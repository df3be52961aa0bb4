//! Services module for commons-billing.

pub mod clock;
pub mod database;
pub mod document;
pub mod generator;
pub mod jobs;
pub mod line_items;
pub mod lock;
pub mod metrics;
pub mod usage_metrics;

pub use clock::Clock;
pub use database::Database;
pub use document::render_invoice;
pub use generator::{previous_billing_period, InvoiceGenerator};
pub use jobs::{spawn_scheduler, BillingJobs};
pub use lock::{JobLock, JobLockGuard, LockError, LockKey};
pub use metrics::{get_metrics, init_metrics};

> _TASK DESCRIPTION_: Gather up the lines containing the word "generator" from these records and copy them.

> _YOUR SOLUTION_:
pub mod generator;
pub use generator::{previous_billing_period, InvoiceGenerator};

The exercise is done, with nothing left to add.